Like its peers, Paris-based Kering, which also owns Saint Laurent and Balenciaga, has been under scrutiny over whether demand among Chinese shoppers, who account for over a third of industry sales, can hold up.

The firm’s comparable sales rose a higher-than-expected 24.2 percent in the October to December period, when stripping out currency swings and acquisitions, and were up 24.5 percent on a reported basis to 3.8 billion euros ($4.29 billion).

“Sales among our Chinese clientele remained very dynamic in the fourth quarter, even with a high comparative base,” Financial Director Jean-Marc Duplaix told journalists on Tuesday, adding that spending by these customers had shifted from overseas to mainland China.

The group’s Italian label Gucci held on to its crown as one of the luxury world’s fastest-growing brands. Comparable sales growth of 28.1 percent in the fourth quarter marked a slowdown from the previous three months but far exceeded that of rivals, while margins reached a record 39.5 percent in 2018.
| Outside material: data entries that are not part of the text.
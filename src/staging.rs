//! Input-scoped staging and atomic placement of artifacts.
//!
//! Artifacts are written into a private staging directory
//! first and only then moved to their final path, so readers
//! of the final path never observe a partially written file.

use std::{
    fs, io,
    path::{Path, PathBuf},
};

use tempfile::TempDir;
use tracing::debug;

/// Scratch directory owned by one processing run. Removed on
/// drop.
#[derive(Debug)]
pub struct Staging {
    dir: TempDir,
}

impl Staging {
    /// Create a fresh directory under `root`, prefixed by the
    /// input id so concurrent runs never share names.
    pub fn new(root: &Path, input_id: &str) -> io::Result<Self> {
        fs::create_dir_all(root)?;
        let prefix: String = input_id
            .chars()
            .map(|c| if c.is_ascii_alphanumeric() { c } else { '_' })
            .collect();
        let dir = tempfile::Builder::new()
            .prefix(&format!("{prefix}-"))
            .tempdir_in(root)?;
        Ok(Staging { dir })
    }

    pub fn path(&self) -> &Path {
        self.dir.path()
    }

    /// Staging path for a file called `name`.
    pub fn file(&self, name: &str) -> PathBuf {
        self.dir.path().join(name)
    }
}

/// Move `src` to `dst`, replacing `dst` atomically.
///
/// A plain rename is tried first. When `src` and `dst` live on
/// different filesystems the file is copied next to `dst` and
/// renamed from there.
pub fn relocate(src: &Path, dst: &Path) -> io::Result<()> {
    if fs::rename(src, dst).is_ok() {
        return Ok(());
    }

    let parent = dst.parent().unwrap_or_else(|| Path::new("."));
    let name = dst
        .file_name()
        .ok_or_else(|| io::Error::new(io::ErrorKind::InvalidInput, "destination has no file name"))?;
    let sibling = parent.join(format!(
        ".{}.{}.partial",
        name.to_string_lossy(),
        std::process::id()
    ));

    debug!(src = %src.display(), dst = %dst.display(), "rename failed, copying");
    fs::copy(src, &sibling)?;
    if let Err(e) = fs::rename(&sibling, dst) {
        let _ = fs::remove_file(&sibling);
        return Err(e);
    }
    fs::remove_file(src)
}

#[cfg(test)]
mod tests {
    use super::*;

    #[test]
    fn staging_dirs_are_input_scoped() -> io::Result<()> {
        let root = TempDir::new()?;
        let a = Staging::new(root.path(), "abc/123")?;
        let b = Staging::new(root.path(), "abc/123")?;
        assert_ne!(a.path(), b.path());
        assert!(a
            .path()
            .file_name()
            .unwrap()
            .to_string_lossy()
            .starts_with("abc_123-"));

        let kept = a.path().to_owned();
        drop(a);
        assert!(!kept.exists());
        Ok(())
    }

    #[test]
    fn relocate_replaces_destination() -> io::Result<()> {
        let root = TempDir::new()?;
        let staging = Staging::new(root.path(), "id")?;
        let src = staging.file("out.tif");
        let dst = root.path().join("final.tif");

        fs::write(&dst, b"old")?;
        fs::write(&src, b"new")?;
        relocate(&src, &dst)?;

        assert_eq!(fs::read(&dst)?, b"new");
        assert!(!src.exists());
        Ok(())
    }

    #[test]
    fn relocate_missing_source_fails() -> io::Result<()> {
        let root = TempDir::new()?;
        let dst = root.path().join("final.tif");
        assert!(relocate(&root.path().join("nope"), &dst).is_err());
        assert!(!dst.exists());
        Ok(())
    }
}
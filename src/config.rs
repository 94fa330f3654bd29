//! Pipeline configuration.
//!
//! Every field has a default matching the FLIR gantry camera,
//! so a config file only needs to name what differs.

use std::{
    fs::File,
    io::BufReader,
    path::{Path, PathBuf},
};

use anyhow::{Context, Result};
use serde_derive::*;

use crate::{
    frame::{FrameShape, Rotation},
    metadata::ExtractorInfo,
    sensors::SensorConfig,
};

#[derive(Serialize, Deserialize, Debug, Clone, PartialEq)]
#[serde(default)]
pub struct Config {
    /// Catalog base URL used to build resource links.
    pub host: String,
    /// Root of the derived product tree.
    pub output_root: PathBuf,
    /// Where per-input staging directories are created.
    /// Defaults to the system temp directory.
    pub staging_root: Option<PathBuf>,
    /// Root of the on-disk catalog used by the CLI.
    pub catalog_root: PathBuf,
    /// Regenerate outputs even when they already exist.
    pub overwrite: bool,
    /// Stretch each preview over its own value range.
    pub scale_values: bool,
    pub sensor: SensorConfig,
    pub frame: FrameShape,
    pub rotation: Rotation,
    pub extractor: ExtractorInfo,
}

impl Default for Config {
    fn default() -> Self {
        Config {
            host: "http://localhost:9000/".into(),
            output_root: PathBuf::from("sites/ua-mac"),
            staging_root: None,
            catalog_root: PathBuf::from("catalog"),
            overwrite: false,
            scale_values: true,
            sensor: SensorConfig::default(),
            frame: FrameShape::default(),
            rotation: Rotation::default(),
            extractor: ExtractorInfo::default(),
        }
    }
}

impl Config {
    pub fn from_path(path: &Path) -> Result<Self> {
        let file = File::open(path).with_context(|| format!("opening config {}", path.display()))?;
        serde_json::from_reader(BufReader::new(file))
            .with_context(|| format!("parsing config {}", path.display()))
    }

    pub fn staging_root(&self) -> PathBuf {
        self.staging_root
            .clone()
            .unwrap_or_else(std::env::temp_dir)
    }
}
Gucci’s might – with annual sales of 8.3 billion euros putting it neck and neck with privately-owned Chanel behind LVMH’s Louis Vuitton as the top luxury label by sales – has raised questions about Kering’s reliance on the label.

It accounted for over 80 percent of the group’s operating income in 2018.

Gucci has also been in the spotlight over a tax investigation in Italy, where Kering faces a potential 1.4 billion euro bill for allegedly avoiding tax on earnings generated by the Italian label and billed to a Swiss subsidiary.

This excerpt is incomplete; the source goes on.